De hambres y hambrunas

Saúl Franco
26 de abril de 2017 - 03:30 a. m.

Ni el hambre ni las hambrunas son cosas del pasado en la historia de la humanidad. Ambas realidades, con fronteras a veces borrosas, siguen matando día tras día a miles de seres humanos. Y aunque en toda nuestra América hemos padecido más de hambre que de hambrunas, no estamos a salvo y tenemos que escuchar las alarmas. 

Es saludable sentir hambre, como el lenguaje del cuerpo para decirnos que las reservas nutricionales empiezan a faltar y que es necesario ingerir nuevos alimentos. Lo malo es no disponer de ellos en la cantidad, el equilibrio y el momento requeridos. Ahí empieza el hambre como problema, como expresión de injusticias, exclusiones y tragedias. Su persistencia puede llevar a la muerte por inanición. Y si a más de mantenerse se extiende a poblaciones y regiones enteras, estaríamos ante una hambruna. Puede decirse que una hambruna es una epidemia mortal de hambre.  

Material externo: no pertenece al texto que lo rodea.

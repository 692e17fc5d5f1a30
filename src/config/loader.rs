//! Configuration File Loading
//!
//! Finds a configuration file in the usual per-user locations (or takes an
//! explicit path), parses it as TOML or JSON, and validates the result.
//! A missing file is not an error: the built-in defaults are used.

use super::Config;
use crate::error::{Error, Result};
use std::fs;
use std::path::{Path, PathBuf};

/// Largest accepted screen dimension
const MAX_DIMENSION: u32 = 9999;

/// Longest accepted pause between ticks (one hour)
const MAX_INTERVAL_MS: u64 = 3_600_000;

/// Configuration file loader
pub struct ConfigLoader {
    /// Base paths searched for configuration files, extension omitted
    search_paths: Vec<PathBuf>,
    /// Supported configuration file formats, in preference order
    supported_formats: Vec<ConfigFormat>,
    /// Configuration file path (if one was loaded)
    current_path: Option<PathBuf>,
}

/// On-disk configuration format
#[derive(Debug, Clone, Copy, PartialEq)]
pub enum ConfigFormat {
    /// TOML format
    Toml,
    /// JSON format
    Json,
}

impl ConfigFormat {
    /// Format implied by a file extension; anything unrecognized is TOML
    pub fn from_path(path: &Path) -> Self {
        match path.extension().and_then(|ext| ext.to_str()) {
            Some("json") => ConfigFormat::Json,
            _ => ConfigFormat::Toml,
        }
    }

    fn extension(self) -> &'static str {
        match self {
            ConfigFormat::Toml => "toml",
            ConfigFormat::Json => "json",
        }
    }

    fn label(self) -> &'static str {
        match self {
            ConfigFormat::Toml => "TOML",
            ConfigFormat::Json => "JSON",
        }
    }
}

impl ConfigLoader {
    /// Create a loader over the default search paths
    pub fn new() -> Self {
        Self {
            search_paths: Self::get_search_paths(),
            supported_formats: vec![ConfigFormat::Toml, ConfigFormat::Json],
            current_path: None,
        }
    }

    /// Load from the first configuration file found, or fall back to defaults
    pub fn load(&mut self) -> Result<Config> {
        let config = match self.find_and_load_config()? {
            Some((path, config)) => {
                info!("Configuration loaded from {}", path.display());
                self.current_path = Some(path);
                config
            }
            None => {
                debug!("No configuration file found, using defaults");
                Config::default()
            }
        };

        validate_config(&config)?;
        Ok(config)
    }

    /// Load and validate a specific file. The file must exist.
    pub fn load_from_path(&mut self, path: &Path) -> Result<Config> {
        if !path.exists() {
            return Err(Error::ConfigLoad {
                path: path.to_path_buf(),
                reason: "Configuration file does not exist".to_string(),
            });
        }

        let config = self.load_config_file(path, ConfigFormat::from_path(path))?;
        validate_config(&config)?;
        self.current_path = Some(path.to_path_buf());
        Ok(config)
    }

    /// Save configuration to a specific path, format chosen by extension
    pub fn save_to_path(&self, config: &Config, path: &Path) -> Result<()> {
        if let Some(parent) = path.parent() {
            fs::create_dir_all(parent)?;
        }

        fs::write(path, render_config(config, ConfigFormat::from_path(path))?)?;
        Ok(())
    }

    /// Find and load configuration from search paths
    fn find_and_load_config(&self) -> Result<Option<(PathBuf, Config)>> {
        for path in &self.search_paths {
            for format in &self.supported_formats {
                let config_path = path.with_extension(format.extension());

                if config_path.exists() {
                    match self.load_config_file(&config_path, *format) {
                        Ok(config) => return Ok(Some((config_path, config))),
                        Err(e) => {
                            warn!(
                                "Failed to load config from {}: {}",
                                config_path.display(),
                                e
                            );
                            continue;
                        }
                    }
                }
            }
        }

        Ok(None)
    }

    /// Load a specific configuration file
    fn load_config_file(&self, path: &Path, format: ConfigFormat) -> Result<Config> {
        let content = fs::read_to_string(path).map_err(|e| Error::ConfigLoad {
            path: path.to_path_buf(),
            reason: e.to_string(),
        })?;

        let config = match format {
            ConfigFormat::Toml => toml::from_str(&content)?,
            ConfigFormat::Json => serde_json::from_str(&content)?,
        };
        Ok(config)
    }

    /// Get default search paths for configuration files
    fn get_search_paths() -> Vec<PathBuf> {
        let mut paths = Vec::new();

        if let Some(config_dir) = dirs::config_dir() {
            paths.push(config_dir.join("blockclock").join("config"));
        }

        if let Some(home) = dirs::home_dir() {
            paths.push(home.join(".blockclock"));
        }

        paths
    }

    /// Get the configuration file path, if one was loaded
    pub fn current_path(&self) -> Option<&Path> {
        self.current_path.as_deref()
    }

    /// List all search paths
    pub fn search_paths(&self) -> &[PathBuf] {
        &self.search_paths
    }

    /// Clear all search paths and add a single path
    pub fn set_search_path(&mut self, path: PathBuf) {
        self.search_paths = vec![path];
    }
}

impl Default for ConfigLoader {
    fn default() -> Self {
        Self::new()
    }
}

/// Serialize a configuration in the given format
pub fn render_config(config: &Config, format: ConfigFormat) -> Result<String> {
    let rendered = match format {
        ConfigFormat::Toml => toml::to_string_pretty(config).map_err(|e| e.to_string()),
        ConfigFormat::Json => serde_json::to_string_pretty(config).map_err(|e| e.to_string()),
    };

    rendered.map_err(|reason| Error::ConfigSerialize {
        format: format.label().to_string(),
        reason,
    })
}

/// Validate configuration
pub fn validate_config(config: &Config) -> Result<()> {
    let dimensions = [
        ("terminal.rows", config.terminal.rows),
        ("terminal.cols", config.terminal.cols),
    ];
    for (field, value) in dimensions {
        if value == 0 || value > MAX_DIMENSION {
            return Err(Error::ConfigValidation {
                field: field.to_string(),
                reason: format!("must be between 1 and {}", MAX_DIMENSION),
            });
        }
    }

    if config.blocks.colors.is_empty() {
        return Err(Error::ConfigValidation {
            field: "blocks.colors".to_string(),
            reason: "at least one block color is required".to_string(),
        });
    }

    let intervals = [
        ("blocks.interval_ms", config.blocks.interval_ms),
        ("clock.interval_ms", config.clock.interval_ms),
    ];
    for (field, value) in intervals {
        if value == 0 || value > MAX_INTERVAL_MS {
            return Err(Error::ConfigValidation {
                field: field.to_string(),
                reason: format!("must be between 1 and {} ms", MAX_INTERVAL_MS),
            });
        }
    }

    Ok(())
}
//! Block channel serialization under contention
//!
//! Many block renderers hammer the shared block channel at once; every
//! draw must still appear in the output as one unbroken record.

#[path = "../test_utils/mod.rs"]
mod test_utils;

use blockclock::{BlockRenderer, Color, PositionSource, SharedBuffer, TerminalSink, TerminalSize};
use std::sync::{Arc, Barrier};
use std::thread;
use test_utils::{parse_block_stream, BlockRecord};

const WRITERS: usize = 16;
const DRAWS_PER_WRITER: usize = 250;

#[test]
fn test_contending_writers_never_interleave() {
    let buffer = SharedBuffer::new();
    let size = TerminalSize::new(24, 80);
    let sink = Arc::new(TerminalSink::new(buffer.clone(), size));
    let barrier = Arc::new(Barrier::new(WRITERS));

    let handles: Vec<_> = (0..WRITERS)
        .map(|i| {
            let color = Color::ALL[i % Color::ALL.len()];
            let mut renderer =
                BlockRenderer::new(sink.clone(), color, PositionSource::seeded(i as u64));
            let barrier = barrier.clone();
            thread::spawn(move || {
                barrier.wait();
                for _ in 0..DRAWS_PER_WRITER {
                    renderer.draw();
                }
            })
        })
        .collect();

    for handle in handles {
        handle.join().unwrap();
    }

    let stream = buffer.to_string_lossy();
    let records = parse_block_stream(&stream).expect("block records were interleaved");
    assert_eq!(records.len(), WRITERS * DRAWS_PER_WRITER);
    assert!(records.iter().all(|r| size.contains(r.row, r.col)));

    for color in Color::ALL {
        let count = records.iter().filter(|r| r.color == color).count();
        assert_eq!(count, WRITERS / Color::ALL.len() * DRAWS_PER_WRITER);
    }
}

#[test]
fn test_per_writer_order_is_preserved() {
    let buffer = SharedBuffer::new();
    let size = TerminalSize::new(10, 10);
    let sink = Arc::new(TerminalSink::new(buffer.clone(), size));

    // One writer per color so records can be attributed to their source
    let handles: Vec<_> = Color::ALL
        .iter()
        .enumerate()
        .map(|(i, &color)| {
            let mut renderer =
                BlockRenderer::new(sink.clone(), color, PositionSource::seeded(100 + i as u64));
            thread::spawn(move || {
                for _ in 0..100 {
                    renderer.draw();
                }
            })
        })
        .collect();
    for handle in handles {
        handle.join().unwrap();
    }

    let records = parse_block_stream(&buffer.to_string_lossy()).unwrap();
    for (i, &color) in Color::ALL.iter().enumerate() {
        let mut expected = PositionSource::seeded(100 + i as u64);
        let cells: Vec<(u32, u32)> = records
            .iter()
            .filter(|r| r.color == color)
            .map(|r| (r.row, r.col))
            .collect();
        let expected_cells: Vec<(u32, u32)> = (0..100).map(|_| expected.next_cell(size)).collect();
        assert_eq!(cells, expected_cells);
    }
}

#[test]
fn test_checker_detects_interleaving() {
    let a = BlockRecord {
        row: 1,
        col: 2,
        color: Color::Red,
    }
    .render();
    let b = BlockRecord {
        row: 3,
        col: 4,
        color: Color::Blue,
    }
    .render();

    let whole = format!("{}{}", a, b);
    assert_eq!(parse_block_stream(&whole).unwrap().len(), 2);

    let split = a.len() - "■\x1b[0m".len();
    let mixed = format!("{}{}{}", &a[..split], b, &a[split..]);
    assert!(parse_block_stream(&mixed).is_none());
}
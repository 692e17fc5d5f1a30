//! Escape Sequence Driver
//!
//! Thin writer wrapper that emits one escape sequence per call and flushes
//! immediately, so writes issued under a channel lock reach the terminal
//! in order and without delay.

use crate::ansi::{self, Color};
use std::io::Write;

/// Emits ANSI control sequences to an output stream
///
/// None of the operations report failure. A write that fails is dropped and
/// traced; the animation has no recovery path for a broken terminal.
#[derive(Debug)]
pub struct TerminalDriver<W: Write> {
    writer: W,
}

impl<W: Write> TerminalDriver<W> {
    /// Wrap a writer
    pub fn new(writer: W) -> Self {
        Self { writer }
    }

    /// Clear the full screen
    pub fn clear_screen(&mut self) {
        self.emit(ansi::CLEAR_SCREEN);
    }

    /// Position the cursor at a 1-based (row, col)
    pub fn move_cursor(&mut self, row: u32, col: u32) {
        self.emit(&ansi::cursor_position(row, col));
    }

    /// Set the foreground color
    pub fn set_color(&mut self, color: Color) {
        self.emit(color.escape_code());
    }

    /// Set the foreground color from a numeric identity.
    ///
    /// Identities outside 1..=4 emit nothing.
    pub fn set_color_id(&mut self, id: i32) {
        if let Some(color) = Color::from_id(id) {
            self.set_color(color);
        }
    }

    /// Restore the default foreground color
    pub fn reset_color(&mut self) {
        self.emit(ansi::RESET);
    }

    /// Show the cursor
    pub fn show_cursor(&mut self) {
        self.emit(ansi::SHOW_CURSOR);
    }

    /// Draw a single glyph at the current cursor position
    pub fn write_glyph(&mut self, glyph: char) {
        let mut buf = [0u8; 4];
        self.emit(glyph.encode_utf8(&mut buf));
    }

    /// Write literal text at the current cursor position
    pub fn write_text(&mut self, text: &str) {
        self.emit(text);
    }

    /// Unwrap the underlying writer
    pub fn into_inner(self) -> W {
        self.writer
    }

    fn emit(&mut self, seq: &str) {
        let result = self
            .writer
            .write_all(seq.as_bytes())
            .and_then(|_| self.writer.flush());
        if let Err(e) = result {
            trace!("Dropped terminal write of {} bytes: {}", seq.len(), e);
        }
    }
}
//! Property-based tests for elapsed time decomposition

use blockclock::Elapsed;
use proptest::prelude::*;

proptest! {
    #[test]
    fn test_decomposition_reconstructs(secs in 0u64..=10_000_000_000) {
        let elapsed = Elapsed::from_secs(secs);
        prop_assert!(elapsed.minutes < 60);
        prop_assert!(elapsed.seconds < 60);
        prop_assert_eq!(elapsed.total_secs(), secs);
        prop_assert_eq!(Elapsed::from_secs(elapsed.total_secs()), elapsed);
    }

    #[test]
    fn test_monotonic(a in 0u64..=1_000_000, b in 0u64..=1_000_000) {
        let (lo, hi) = if a <= b { (a, b) } else { (b, a) };
        prop_assert!(Elapsed::from_secs(lo) <= Elapsed::from_secs(hi));
    }

    #[test]
    fn test_format_round_trips(secs in 0u64..=1_000_000) {
        let text = Elapsed::from_secs(secs).to_string();
        let parts: Vec<u64> = text.split(':').map(|p| p.parse().unwrap()).collect();
        prop_assert_eq!(parts.len(), 3);
        prop_assert_eq!(parts[0] * 3600 + parts[1] * 60 + parts[2], secs);
        prop_assert!(text.len() >= 8);
    }
}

Hoy, en pleno siglo XXI, mientras la tercera parte de los alimentos producidos termina perdida en la basura, más de 800 millones de personas —uno de cada nueve habitantes de la tierra— tienen que acostarse con hambre, especialmente niños/as mujeres y ancianos de África, Asia y América. Y el fantasma de nuevas hambrunas sigue espantándonos y avergonzándonos.

Varios organismos del sistema de Naciones Unidas han venido encendiendo las alarmas al respecto, desde el fracaso del Objetivo de Desarrollo del Milenio (ODM) que buscaba reducir en un 50 % el número de personas víctimas del hambre en el mundo para 2015. Sólo algunos países lo lograron y el descenso de las tasas de población hambrienta sigue siendo demasiado lento.  La nueva meta propuesta: hambre cero en el 2030 se ve cada día más lejana e improbable.

En América Latina y el Caribe, aunque ha disminuido un poco la desnutrición, el 5.5 % de su población sigue padeciendo de hambre, según un informe de la FAO. El caso más alarmante de la región es el de Haití, en donde la mitad de la población sufre de hambre. En Colombia, una vez más, nos faltaron cinco centavos para el peso. Quedamos, junto con Ecuador, Honduras y Paraguay, en el grupo de nueve países que casi logra en 2015 el ODM relacionado con la reducción del hambre. Y desde entonces hemos perdido terreno. Para la FAO, el 11.4% de los colombianos padecía de hambre el año pasado. Fuentes confiables indican además que, en promedio, cada semana mueren cinco niños de hambre en el país, especialmente indígenas de regiones como La Guajira y el Chocó.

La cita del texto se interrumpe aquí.